We first removed genes with no expression using a cut-off of FPKM > 0 in at least 1 sample across the PBTA cohort. Next, of the expressed multi-mapped genes, we found 168 genes mapped to 1393 Ensembl gene identifiers in the stranded dataset and 139 genes mapped to 429 Ensembl gene identifiers in the polyA dataset. Of these, only a small proportion were found to be protein coding genes, i.e. 3% (42/1393) in stranded and 10% (42/429) in the poly-A dataset. The top two most represented gene biotypes were misc_RNA (60% for stranded; 36% for poly-A) and snoRNA (24% for stranded and 27% for poly-A).

We computed the mean FPKM across all samples per gene and for each multi-mapped gene symbol, we chose the Ensembl identifier corresponding to the maximum mean FPKM with the goal of choosing the identifier that best represented the expression of the gene. After collapsing gene identifiers, there were a total of 46,400 unique expressed genes in the poly-A dataset and a total of 53,011 unique expressed genes remaining in the stranded dataset.

For each multi-mapped gene symbol, we also performed a correlation analysis between the duplicated genes so see how well the expression between different Ensembl identifiers of the same gene correlated. We computed the average Pearson correlation coefficient between the expressed gene identifier that was kept (after collapsing) vs each expressed gene identifier that was discarded. We did not find any striking patterns of correlations and the correlation coefficients were quite arbitrary as high as 0.92 and 1.00 and as low as -0.27 and -0.19 in stranded and polyA dataset, respectively.

Immune Profiling/Deconvolution

In general, immune deconvolution from the tumor microenvironment is complicated in that most deconvolution methods do not always agree because of the type of underlying algorithm, the ability to deconvolute certain cell types better than others and the type of output: some methods output actual cell fractions while others output scores that correlate to cell abundance.

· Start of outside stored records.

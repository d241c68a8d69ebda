//! Intents for the Note Rewriter.

use crate::ui::mvi::Intent;

/// Intents that can be dispatched to the Note Rewriter.
#[derive(Debug, Clone, PartialEq)]
pub enum RewriterIntent {
    /// Insert a character at the cursor.
    InsertChar(char),

    /// Insert pasted text at the cursor.
    InsertText(String),

    /// Delete the character before the cursor.
    Backspace,

    /// Delete the character under the cursor.
    Delete,

    CursorLeft,
    CursorRight,
    CursorHome,
    CursorEnd,

    /// Scroll the output panel by `lines` (negative scrolls up).
    ScrollOutput(i16),

    /// User triggered a rewrite.
    Submit,

    /// The provider call for `token` finished.
    RewriteFinished {
        /// Token issued by the `Submit` that started the call.
        token: u64,
        /// Provider text, or the message to show in the error slot.
        result: Result<String, String>,
    },

    /// The cooldown timer started at `epoch` fired.
    CooldownElapsed { epoch: u64 },

    /// Output was written to the clipboard.
    CopySucceeded,

    /// Writing to the clipboard failed.
    CopyFailed,

    /// The "Copied" timer started at `epoch` fired.
    CopiedElapsed { epoch: u64 },

    /// Clear the form.
    Reset,
}

impl Intent for RewriterIntent {}
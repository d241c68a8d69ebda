use tracing_subscriber::fmt::time::UtcTime;
use tracing_subscriber::EnvFilter;
use tracing_subscriber::{fmt, layer::SubscriberExt, util::SubscriberInitExt};

/// Environment variable naming the log file prefix.
pub const LOG_ENV: &str = "NOTE_REWRITER_LOG";

/// Initialize tracing with optional file output.
///
/// Logging is disabled by default: the TUI owns the terminal, so nothing may
/// be written to stdout or stderr while it runs. Set `NOTE_REWRITER_LOG` to a
/// file path to enable logging; `RUST_LOG` controls the filter (default `info`).
pub fn init_tracing() {
    let Some(log_path) = std::env::var(LOG_ENV).ok().filter(|p| !p.is_empty()) else {
        return;
    };

    let timestamp = std::time::SystemTime::now()
        .duration_since(std::time::UNIX_EPOCH)
        .map(|d| d.as_secs())
        .unwrap_or(0);
    let unique_path = unique_log_path(&log_path, timestamp, std::process::id());

    let filter = EnvFilter::try_from_default_env().unwrap_or_else(|_| EnvFilter::new("info"));

    let Ok(file) = std::fs::File::create(&unique_path) else {
        eprintln!("Warning: Failed to create log file: {}", unique_path);
        return;
    };

    let file_layer = fmt::layer()
        .with_writer(file)
        .with_ansi(false)
        .with_target(true)
        .with_level(true)
        .with_timer(UtcTime::rfc_3339());

    tracing_subscriber::registry()
        .with(filter)
        .with(file_layer)
        .init();
}

/// `{path}.{timestamp}.{pid}`, so concurrent instances never share a file.
fn unique_log_path(base: &str, timestamp: u64, pid: u32) -> String {
    format!("{}.{}.{}", base, timestamp, pid)
}
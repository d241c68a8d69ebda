use crate::clipboard::ClipboardWriter;
use crate::rewriter::{RewriterController, RewriterIntent, RewriterState};
use crate::ui::header::HeaderStatus;

pub struct App {
    should_quit: bool,
    rewriter: RewriterController,
    clipboard: Box<dyn ClipboardWriter>,
    /// Spinner frame while a request is in flight.
    animation_tick: u8,
}

impl App {
    pub fn new(rewriter: RewriterController, clipboard: Box<dyn ClipboardWriter>) -> Self {
        Self {
            should_quit: false,
            rewriter,
            clipboard,
            animation_tick: 0,
        }
    }

    pub fn should_quit(&self) -> bool {
        self.should_quit
    }

    pub fn request_quit(&mut self) {
        self.should_quit = true;
    }

    pub fn rewriter(&self) -> &RewriterState {
        self.rewriter.state()
    }

    pub fn model(&self) -> &str {
        self.rewriter.provider_name()
    }

    pub fn animation_tick(&self) -> u8 {
        self.animation_tick
    }

    pub fn header_status(&self) -> HeaderStatus {
        let state = self.rewriter.state();
        if state.is_loading() {
            HeaderStatus::Processing
        } else if state.is_cooling_down() {
            HeaderStatus::CoolingDown
        } else {
            HeaderStatus::Ready
        }
    }

    pub fn dispatch(&mut self, intent: RewriterIntent) {
        self.rewriter.dispatch(intent);
    }

    pub fn submit(&mut self) {
        self.animation_tick = 0;
        self.dispatch(RewriterIntent::Submit);
    }

    pub fn copy_output(&mut self) {
        self.rewriter.copy_output(self.clipboard.as_mut());
    }

    pub fn reset(&mut self) {
        self.dispatch(RewriterIntent::Reset);
    }

    pub fn on_paste(&mut self, text: &str) {
        self.dispatch(RewriterIntent::InsertText(text.to_string()));
    }

    pub fn on_tick(&mut self) {
        if self.rewriter.state().is_loading() {
            self.animation_tick = self.animation_tick.wrapping_add(1);
        }
    }
}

We used the R package immunedeconv [35,36] to deconvolute, quantify and compare various immune cell types across 21 histologies from the PBTA cohort (stranded and polyA). The package provides a unified interface for cell type quantification from RNA-seq gene expression data using multiple methods: EPIC (immune cells, fibroblasts, endothelial cells; n = 6), TIMER (immune cells; n = 6), MCP-counter (immune cells, fibroblasts, endothelial cells; n = 8), quanTIseq (immune cells; n = 10), CIBERSORT (immune cells; n = 22) and xCell (immune and non-immune cells; n = 64). To get a more fine grained deconvolution, we chose the top two most comprehensive methods i.e. xCell and CIBERSORT that are able to deconvolute 64 and 22 cell types, respectively. xCell tests for enrichment of cell types using ssGSEA and CIBERSORT uses ν-Support Vector Regression. xCell was our method of choice because 1) it is able to deconvolute the maximum number of immune and non-immune cell types, 2) is highly robust against background predictions and 3) can reliably identify the presence of immune cells at low abundances (0-1% infiltration depending on the immune cell type) [35]. Further, xCell was also shown to robustly outperform all other methods, including CIBERSORT in a benchmarking study [37]. We chose CIBERSORT as the second method because like xCell, it represents immune cell content as arbitrary scores that are highly correlated with actual cell proportions and are cross comparable between the two methods. The advantage of these methods is that they allow between samples (inter-sample), between cell types (intra-sample) and between cancer type (inter-histology) comparisons.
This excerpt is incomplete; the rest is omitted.